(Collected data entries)
******
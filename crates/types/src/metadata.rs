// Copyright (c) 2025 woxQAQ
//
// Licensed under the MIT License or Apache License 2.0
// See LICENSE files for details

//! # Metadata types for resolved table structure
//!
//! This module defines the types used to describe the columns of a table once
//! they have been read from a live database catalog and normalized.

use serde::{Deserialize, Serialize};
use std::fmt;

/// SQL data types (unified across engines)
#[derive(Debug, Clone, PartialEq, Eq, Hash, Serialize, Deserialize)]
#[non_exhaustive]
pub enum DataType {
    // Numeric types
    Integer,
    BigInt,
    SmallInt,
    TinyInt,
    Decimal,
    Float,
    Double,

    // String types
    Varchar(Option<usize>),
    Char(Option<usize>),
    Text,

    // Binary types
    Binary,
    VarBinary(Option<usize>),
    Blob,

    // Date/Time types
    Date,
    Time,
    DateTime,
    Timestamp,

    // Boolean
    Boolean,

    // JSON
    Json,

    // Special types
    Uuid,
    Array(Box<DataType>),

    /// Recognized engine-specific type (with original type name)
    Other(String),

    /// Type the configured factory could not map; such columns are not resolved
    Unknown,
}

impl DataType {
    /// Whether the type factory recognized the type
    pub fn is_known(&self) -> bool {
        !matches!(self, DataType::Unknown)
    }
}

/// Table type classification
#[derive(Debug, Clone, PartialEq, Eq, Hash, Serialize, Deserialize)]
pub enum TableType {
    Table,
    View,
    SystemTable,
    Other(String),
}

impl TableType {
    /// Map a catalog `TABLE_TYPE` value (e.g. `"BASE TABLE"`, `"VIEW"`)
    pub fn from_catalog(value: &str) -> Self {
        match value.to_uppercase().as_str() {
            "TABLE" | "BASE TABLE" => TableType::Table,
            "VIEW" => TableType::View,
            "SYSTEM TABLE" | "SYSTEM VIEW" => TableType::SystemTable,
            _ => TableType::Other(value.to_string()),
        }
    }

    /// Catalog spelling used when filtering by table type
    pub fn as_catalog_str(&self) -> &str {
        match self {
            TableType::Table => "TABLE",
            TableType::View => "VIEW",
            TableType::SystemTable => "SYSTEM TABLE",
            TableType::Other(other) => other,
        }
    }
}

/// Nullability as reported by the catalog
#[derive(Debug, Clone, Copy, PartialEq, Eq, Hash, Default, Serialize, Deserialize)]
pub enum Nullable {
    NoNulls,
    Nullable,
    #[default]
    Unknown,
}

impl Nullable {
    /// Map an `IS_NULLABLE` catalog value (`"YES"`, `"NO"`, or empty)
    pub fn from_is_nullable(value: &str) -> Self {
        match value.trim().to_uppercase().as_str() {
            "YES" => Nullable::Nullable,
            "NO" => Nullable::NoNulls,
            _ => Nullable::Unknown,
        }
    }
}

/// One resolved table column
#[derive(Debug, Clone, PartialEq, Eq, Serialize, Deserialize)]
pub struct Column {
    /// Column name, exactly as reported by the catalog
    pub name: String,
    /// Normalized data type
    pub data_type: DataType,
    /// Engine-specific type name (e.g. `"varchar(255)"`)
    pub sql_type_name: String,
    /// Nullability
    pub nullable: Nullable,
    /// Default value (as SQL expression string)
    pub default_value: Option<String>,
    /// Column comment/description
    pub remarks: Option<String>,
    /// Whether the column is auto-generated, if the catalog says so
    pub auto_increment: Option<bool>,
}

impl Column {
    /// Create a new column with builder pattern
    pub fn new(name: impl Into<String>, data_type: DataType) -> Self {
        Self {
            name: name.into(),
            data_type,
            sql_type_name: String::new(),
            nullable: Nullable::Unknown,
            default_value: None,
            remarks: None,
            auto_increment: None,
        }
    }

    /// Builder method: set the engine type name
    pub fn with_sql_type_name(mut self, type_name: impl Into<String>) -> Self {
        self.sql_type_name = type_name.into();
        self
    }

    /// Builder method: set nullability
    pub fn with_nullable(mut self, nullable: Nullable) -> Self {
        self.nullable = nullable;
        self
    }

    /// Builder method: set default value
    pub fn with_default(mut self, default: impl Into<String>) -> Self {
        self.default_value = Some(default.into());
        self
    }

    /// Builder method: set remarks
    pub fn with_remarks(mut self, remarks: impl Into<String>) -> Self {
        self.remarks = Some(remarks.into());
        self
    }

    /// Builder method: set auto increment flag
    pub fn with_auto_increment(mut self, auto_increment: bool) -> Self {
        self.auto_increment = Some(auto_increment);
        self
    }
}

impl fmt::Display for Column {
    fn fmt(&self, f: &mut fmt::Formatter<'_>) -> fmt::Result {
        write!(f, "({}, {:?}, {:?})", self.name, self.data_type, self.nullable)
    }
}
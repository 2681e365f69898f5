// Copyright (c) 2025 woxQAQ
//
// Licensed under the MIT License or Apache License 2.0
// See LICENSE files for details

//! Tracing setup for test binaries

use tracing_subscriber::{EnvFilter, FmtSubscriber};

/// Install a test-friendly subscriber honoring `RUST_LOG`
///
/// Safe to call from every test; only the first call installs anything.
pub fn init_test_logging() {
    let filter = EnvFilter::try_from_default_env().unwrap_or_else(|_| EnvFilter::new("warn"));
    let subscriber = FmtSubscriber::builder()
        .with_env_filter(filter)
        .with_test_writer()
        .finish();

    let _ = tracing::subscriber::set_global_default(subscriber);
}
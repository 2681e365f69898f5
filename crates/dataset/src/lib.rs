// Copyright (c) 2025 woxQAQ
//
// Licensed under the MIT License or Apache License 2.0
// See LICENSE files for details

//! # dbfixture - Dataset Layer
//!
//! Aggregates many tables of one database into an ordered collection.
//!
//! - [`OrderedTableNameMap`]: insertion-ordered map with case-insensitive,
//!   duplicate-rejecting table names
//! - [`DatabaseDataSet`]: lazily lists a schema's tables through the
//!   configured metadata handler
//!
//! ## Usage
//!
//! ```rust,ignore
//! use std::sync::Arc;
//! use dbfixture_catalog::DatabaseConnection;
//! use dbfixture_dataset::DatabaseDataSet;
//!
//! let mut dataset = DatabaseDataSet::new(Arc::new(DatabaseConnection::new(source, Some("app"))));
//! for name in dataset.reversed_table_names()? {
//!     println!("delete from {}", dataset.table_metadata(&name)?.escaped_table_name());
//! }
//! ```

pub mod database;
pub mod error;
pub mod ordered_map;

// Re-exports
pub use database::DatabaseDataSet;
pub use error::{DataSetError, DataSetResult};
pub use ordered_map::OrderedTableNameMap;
******
WHAT THE TASK ASKS ::
All entries are to be printed once more, exactly as given.

WRITTEN ANSWER ::
filename crates/types/src/metadata.rs
// Copyright (c) 2025 woxQAQ
//
// Licensed under the MIT License or Apache License 2.0
// See LICENSE files for details

//! # Metadata types for resolved table structure
//!
//! This module defines the types used to describe the columns of a table once
//! they have been read from a live database catalog and normalized.

use serde::{Deserialize, Serialize};
use std::fmt;

/// SQL data types (unified across engines)
#[derive(Debug, Clone, PartialEq, Eq, Hash, Serialize, Deserialize)]
#[non_exhaustive]
pub enum DataType {
    // Numeric types
    Integer,
    BigInt,
    SmallInt,
    TinyInt,
    Decimal,
    Float,
    Double,

    // String types
    Varchar(Option<usize>),
    Char(Option<usize>),
    Text,

    // Binary types
    Binary,
    VarBinary(Option<usize>),
    Blob,

    // Date/Time types
    Date,
    Time,
    DateTime,
    Timestamp,

    // Boolean
    Boolean,

    // JSON
    Json,

    // Special types
    Uuid,
    Array(Box<DataType>),

    /// Recognized engine-specific type (with original type name)
    Other(String),

    /// Type the configured factory could not map; such columns are not resolved
    Unknown,
}

impl DataType {
    /// Whether the type factory recognized the type
    pub fn is_known(&self) -> bool {
        !matches!(self, DataType::Unknown)
    }
}

/// Table type classification
#[derive(Debug, Clone, PartialEq, Eq, Hash, Serialize, Deserialize)]
pub enum TableType {
    Table,
    View,
    SystemTable,
    Other(String),
}

impl TableType {
    /// Map a catalog `TABLE_TYPE` value (e.g. `"BASE TABLE"`, `"VIEW"`)
    pub fn from_catalog(value: &str) -> Self {
        match value.to_uppercase().as_str() {
            "TABLE" | "BASE TABLE" => TableType::Table,
            "VIEW" => TableType::View,
            "SYSTEM TABLE" | "SYSTEM VIEW" => TableType::SystemTable,
            _ => TableType::Other(value.to_string()),
        }
    }

    /// Catalog spelling used when filtering by table type
    pub fn as_catalog_str(&self) -> &str {
        match self {
            TableType::Table => "TABLE",
            TableType::View => "VIEW",
            TableType::SystemTable => "SYSTEM TABLE",
            TableType::Other(other) => other,
        }
    }
}

/// Nullability as reported by the catalog
#[derive(Debug, Clone, Copy, PartialEq, Eq, Hash, Default, Serialize, Deserialize)]
pub enum Nullable {
    NoNulls,
    Nullable,
    #[default]
    Unknown,
}

impl Nullable {
    /// Map an `IS_NULLABLE` catalog value (`"YES"`, `"NO"`, or empty)
    pub fn from_is_nullable(value: &str) -> Self {
        match value.trim().to_uppercase().as_str() {
            "YES" => Nullable::Nullable,
            "NO" => Nullable::NoNulls,
            _ => Nullable::Unknown,
        }
    }
}

/// One resolved table column
#[derive(Debug, Clone, PartialEq, Eq, Serialize, Deserialize)]
pub struct Column {
    /// Column name, exactly as reported by the catalog
    pub name: String,
    /// Normalized data type
    pub data_type: DataType,
    /// Engine-specific type name (e.g. `"varchar(255)"`)
    pub sql_type_name: String,
    /// Nullability
    pub nullable: Nullable,
    /// Default value (as SQL expression string)
    pub default_value: Option<String>,
    /// Column comment/description
    pub remarks: Option<String>,
    /// Whether the column is auto-generated, if the catalog says so
    pub auto_increment: Option<bool>,
}

impl Column {
    /// Create a new column with builder pattern
    pub fn new(name: impl Into<String>, data_type: DataType) -> Self {
        Self {
            name: name.into(),
            data_type,
            sql_type_name: String::new(),
            nullable: Nullable::Unknown,
            default_value: None,
            remarks: None,
            auto_increment: None,
        }
    }

    /// Builder method: set the engine type name
    pub fn with_sql_type_name(mut self, type_name: impl Into<String>) -> Self {
        self.sql_type_name = type_name.into();
        self
    }

    /// Builder method: set nullability
    pub fn with_nullable(mut self, nullable: Nullable) -> Self {
        self.nullable = nullable;
        self
    }

    /// Builder method: set default value
    pub fn with_default(mut self, default: impl Into<String>) -> Self {
        self.default_value = Some(default.into());
        self
    }

    /// Builder method: set remarks
    pub fn with_remarks(mut self, remarks: impl Into<String>) -> Self {
        self.remarks = Some(remarks.into());
        self
    }

    /// Builder method: set auto increment flag
    pub fn with_auto_increment(mut self, auto_increment: bool) -> Self {
        self.auto_increment = Some(auto_increment);
        self
    }
}

impl fmt::Display for Column {
    fn fmt(&self, f: &mut fmt::Formatter<'_>) -> fmt::Result {
        write!(f, "({}, {:?}, {:?})", self.name, self.data_type, self.nullable)
    }
}
repository 2681e365f69898f5
// Copyright (c) 2025 woxQAQ
//
// Licensed under the MIT License or Apache License 2.0
// See LICENSE files for details

//! Tracing setup for test binaries

use tracing_subscriber::{EnvFilter, FmtSubscriber};

/// Install a test-friendly subscriber honoring `RUST_LOG`
///
/// Safe to call from every test; only the first call installs anything.
pub fn init_test_logging() {
    let filter = EnvFilter::try_from_default_env().unwrap_or_else(|_| EnvFilter::new("warn"));
    let subscriber = FmtSubscriber::builder()
        .with_env_filter(filter)
        .with_test_writer()
        .finish();

    let _ = tracing::subscriber::set_global_default(subscriber);
}
repository 2681e365f69898f5
filename crates/dataset/src/lib.rs
// Copyright (c) 2025 woxQAQ
//
// Licensed under the MIT License or Apache License 2.0
// See LICENSE files for details

//! # dbfixture - Dataset Layer
//!
//! Aggregates many tables of one database into an ordered collection.
//!
//! - [`OrderedTableNameMap`]: insertion-ordered map with case-insensitive,
//!   duplicate-rejecting table names
//! - [`DatabaseDataSet`]: lazily lists a schema's tables through the
//!   configured metadata handler
//!
//! ## Usage
//!
//! ```rust,ignore
//! use std::sync::Arc;
//! use dbfixture_catalog::DatabaseConnection;
//! use dbfixture_dataset::DatabaseDataSet;
//!
//! let mut dataset = DatabaseDataSet::new(Arc::new(DatabaseConnection::new(source, Some("app"))));
//! for name in dataset.reversed_table_names()? {
//!     println!("delete from {}", dataset.table_metadata(&name)?.escaped_table_name());
//! }
//! ```

pub mod database;
pub mod error;
pub mod ordered_map;

// Re-exports
pub use database::DatabaseDataSet;
pub use error::{DataSetError, DataSetResult};
pub use ordered_map::OrderedTableNameMap;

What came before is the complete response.